## About this exercise
State how many lines in the listing below include the word "crate", and add nothing besides the number.

## Data shown
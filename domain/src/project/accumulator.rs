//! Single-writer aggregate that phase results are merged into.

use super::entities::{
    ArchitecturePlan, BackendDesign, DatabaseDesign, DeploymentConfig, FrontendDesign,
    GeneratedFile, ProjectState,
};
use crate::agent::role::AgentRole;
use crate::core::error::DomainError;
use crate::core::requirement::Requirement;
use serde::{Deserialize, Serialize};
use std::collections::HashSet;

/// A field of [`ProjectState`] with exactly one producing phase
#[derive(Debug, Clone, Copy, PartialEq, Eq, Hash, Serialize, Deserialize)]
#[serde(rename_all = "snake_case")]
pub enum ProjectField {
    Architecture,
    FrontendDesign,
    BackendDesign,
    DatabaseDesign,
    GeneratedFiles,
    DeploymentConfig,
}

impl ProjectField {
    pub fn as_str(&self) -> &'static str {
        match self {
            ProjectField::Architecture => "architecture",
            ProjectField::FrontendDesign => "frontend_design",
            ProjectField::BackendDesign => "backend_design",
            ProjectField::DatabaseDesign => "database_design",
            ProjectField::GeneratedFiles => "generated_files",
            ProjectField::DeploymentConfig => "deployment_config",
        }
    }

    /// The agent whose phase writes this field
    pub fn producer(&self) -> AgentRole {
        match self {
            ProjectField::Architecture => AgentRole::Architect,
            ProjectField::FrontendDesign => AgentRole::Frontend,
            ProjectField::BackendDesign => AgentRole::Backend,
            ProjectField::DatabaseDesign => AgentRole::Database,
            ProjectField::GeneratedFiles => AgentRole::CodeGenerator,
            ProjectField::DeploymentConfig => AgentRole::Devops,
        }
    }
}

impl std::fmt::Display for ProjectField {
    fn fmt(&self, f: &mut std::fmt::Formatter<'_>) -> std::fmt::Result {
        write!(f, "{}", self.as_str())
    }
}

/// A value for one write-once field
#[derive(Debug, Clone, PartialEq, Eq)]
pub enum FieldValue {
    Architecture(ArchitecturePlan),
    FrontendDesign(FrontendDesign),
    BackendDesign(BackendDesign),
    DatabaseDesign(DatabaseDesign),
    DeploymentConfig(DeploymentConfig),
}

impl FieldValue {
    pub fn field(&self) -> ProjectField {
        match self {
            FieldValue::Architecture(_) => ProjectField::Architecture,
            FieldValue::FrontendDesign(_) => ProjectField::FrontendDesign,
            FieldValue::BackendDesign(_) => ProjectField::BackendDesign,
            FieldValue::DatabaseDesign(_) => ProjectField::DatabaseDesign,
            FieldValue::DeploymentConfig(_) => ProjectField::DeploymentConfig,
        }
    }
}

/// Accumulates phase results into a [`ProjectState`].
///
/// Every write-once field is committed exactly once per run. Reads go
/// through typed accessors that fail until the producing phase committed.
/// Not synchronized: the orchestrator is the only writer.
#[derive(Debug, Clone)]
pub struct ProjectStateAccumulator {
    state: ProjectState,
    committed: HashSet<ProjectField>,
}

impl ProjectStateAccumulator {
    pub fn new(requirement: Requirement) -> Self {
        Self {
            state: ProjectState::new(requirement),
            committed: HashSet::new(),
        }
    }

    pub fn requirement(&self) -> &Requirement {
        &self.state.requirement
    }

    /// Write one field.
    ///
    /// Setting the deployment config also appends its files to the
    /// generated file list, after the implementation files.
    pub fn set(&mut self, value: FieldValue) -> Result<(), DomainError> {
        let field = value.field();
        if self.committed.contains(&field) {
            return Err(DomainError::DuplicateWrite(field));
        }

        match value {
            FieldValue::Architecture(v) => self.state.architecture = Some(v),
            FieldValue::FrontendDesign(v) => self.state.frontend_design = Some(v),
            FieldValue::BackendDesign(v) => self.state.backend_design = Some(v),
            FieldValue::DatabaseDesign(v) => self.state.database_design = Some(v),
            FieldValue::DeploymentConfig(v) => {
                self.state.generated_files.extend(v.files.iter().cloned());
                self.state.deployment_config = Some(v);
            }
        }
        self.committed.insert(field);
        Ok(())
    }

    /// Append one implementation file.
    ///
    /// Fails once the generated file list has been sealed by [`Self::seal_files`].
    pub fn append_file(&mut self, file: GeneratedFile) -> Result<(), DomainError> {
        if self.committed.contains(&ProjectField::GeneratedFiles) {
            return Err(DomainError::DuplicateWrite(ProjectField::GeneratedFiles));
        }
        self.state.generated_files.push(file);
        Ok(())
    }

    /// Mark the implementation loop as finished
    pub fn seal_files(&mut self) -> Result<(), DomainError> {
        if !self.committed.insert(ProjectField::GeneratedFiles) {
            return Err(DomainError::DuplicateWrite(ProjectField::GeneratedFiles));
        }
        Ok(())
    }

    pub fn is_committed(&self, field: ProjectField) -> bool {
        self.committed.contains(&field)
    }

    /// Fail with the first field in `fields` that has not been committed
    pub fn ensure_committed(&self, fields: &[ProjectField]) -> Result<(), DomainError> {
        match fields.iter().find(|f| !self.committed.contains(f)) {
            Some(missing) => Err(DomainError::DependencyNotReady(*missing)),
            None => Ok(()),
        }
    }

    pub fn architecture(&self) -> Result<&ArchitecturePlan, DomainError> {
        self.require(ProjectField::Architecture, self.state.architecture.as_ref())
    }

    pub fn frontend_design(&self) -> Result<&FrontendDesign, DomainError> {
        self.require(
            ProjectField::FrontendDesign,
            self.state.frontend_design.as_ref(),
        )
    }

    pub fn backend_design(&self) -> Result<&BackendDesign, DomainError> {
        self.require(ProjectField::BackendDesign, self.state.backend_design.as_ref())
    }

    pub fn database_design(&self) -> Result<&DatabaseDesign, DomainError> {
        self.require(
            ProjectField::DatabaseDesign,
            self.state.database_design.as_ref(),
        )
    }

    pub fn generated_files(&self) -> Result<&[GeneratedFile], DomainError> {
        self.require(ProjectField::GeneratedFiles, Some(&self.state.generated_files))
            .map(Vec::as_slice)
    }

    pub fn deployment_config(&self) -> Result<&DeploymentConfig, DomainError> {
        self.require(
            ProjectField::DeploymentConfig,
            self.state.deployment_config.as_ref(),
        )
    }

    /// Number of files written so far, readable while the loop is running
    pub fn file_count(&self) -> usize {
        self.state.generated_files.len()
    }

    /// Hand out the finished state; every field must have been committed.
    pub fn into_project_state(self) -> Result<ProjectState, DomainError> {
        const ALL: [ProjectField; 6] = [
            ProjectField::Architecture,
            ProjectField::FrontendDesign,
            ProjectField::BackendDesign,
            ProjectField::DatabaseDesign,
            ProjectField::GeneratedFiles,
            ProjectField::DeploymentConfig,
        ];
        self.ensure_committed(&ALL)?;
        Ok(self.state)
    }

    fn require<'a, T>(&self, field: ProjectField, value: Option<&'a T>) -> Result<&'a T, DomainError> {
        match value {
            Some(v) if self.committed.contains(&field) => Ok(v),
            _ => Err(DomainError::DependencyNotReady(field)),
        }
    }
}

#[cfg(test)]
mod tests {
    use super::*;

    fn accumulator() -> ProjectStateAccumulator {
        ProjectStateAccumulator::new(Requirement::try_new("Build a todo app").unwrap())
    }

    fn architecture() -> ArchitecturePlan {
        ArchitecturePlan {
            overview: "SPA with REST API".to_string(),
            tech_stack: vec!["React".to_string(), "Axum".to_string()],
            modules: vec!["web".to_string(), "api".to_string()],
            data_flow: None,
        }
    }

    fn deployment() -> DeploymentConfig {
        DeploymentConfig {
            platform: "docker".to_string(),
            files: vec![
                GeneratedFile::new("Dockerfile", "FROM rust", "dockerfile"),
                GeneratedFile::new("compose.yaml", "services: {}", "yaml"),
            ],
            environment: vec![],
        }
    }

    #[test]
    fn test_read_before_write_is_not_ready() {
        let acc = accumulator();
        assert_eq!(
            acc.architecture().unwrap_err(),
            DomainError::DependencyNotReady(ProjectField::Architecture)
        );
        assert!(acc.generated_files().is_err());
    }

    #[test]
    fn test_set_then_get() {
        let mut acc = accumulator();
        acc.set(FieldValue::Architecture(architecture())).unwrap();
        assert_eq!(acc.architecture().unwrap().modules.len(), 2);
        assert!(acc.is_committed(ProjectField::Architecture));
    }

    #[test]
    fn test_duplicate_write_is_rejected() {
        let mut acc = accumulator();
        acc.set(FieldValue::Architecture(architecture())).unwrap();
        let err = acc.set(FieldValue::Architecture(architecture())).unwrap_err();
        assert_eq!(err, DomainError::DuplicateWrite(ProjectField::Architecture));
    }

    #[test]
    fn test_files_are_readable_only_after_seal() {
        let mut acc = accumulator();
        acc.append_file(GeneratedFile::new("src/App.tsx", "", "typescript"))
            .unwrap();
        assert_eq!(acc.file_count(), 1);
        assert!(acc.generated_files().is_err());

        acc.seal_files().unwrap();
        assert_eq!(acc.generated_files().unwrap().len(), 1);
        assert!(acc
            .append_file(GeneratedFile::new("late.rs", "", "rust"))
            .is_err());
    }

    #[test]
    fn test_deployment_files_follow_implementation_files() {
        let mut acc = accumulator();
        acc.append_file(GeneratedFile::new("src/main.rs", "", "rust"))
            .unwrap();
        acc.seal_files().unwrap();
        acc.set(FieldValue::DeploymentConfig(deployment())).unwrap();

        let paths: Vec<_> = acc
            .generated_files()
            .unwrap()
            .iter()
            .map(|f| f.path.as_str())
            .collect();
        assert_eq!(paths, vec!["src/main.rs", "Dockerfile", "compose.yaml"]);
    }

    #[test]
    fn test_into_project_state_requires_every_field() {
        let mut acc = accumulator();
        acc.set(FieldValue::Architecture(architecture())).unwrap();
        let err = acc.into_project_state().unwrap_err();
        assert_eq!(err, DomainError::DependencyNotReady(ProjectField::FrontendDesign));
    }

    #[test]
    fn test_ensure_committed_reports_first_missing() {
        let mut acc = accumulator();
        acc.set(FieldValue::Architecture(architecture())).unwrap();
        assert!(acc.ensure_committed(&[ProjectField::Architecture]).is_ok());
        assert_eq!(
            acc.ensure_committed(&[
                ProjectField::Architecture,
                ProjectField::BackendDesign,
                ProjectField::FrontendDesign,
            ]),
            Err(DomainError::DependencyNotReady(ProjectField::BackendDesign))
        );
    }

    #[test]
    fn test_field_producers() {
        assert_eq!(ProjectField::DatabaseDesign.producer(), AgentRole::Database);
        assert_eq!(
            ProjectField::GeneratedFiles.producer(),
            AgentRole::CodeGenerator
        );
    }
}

## Answer to the problem
3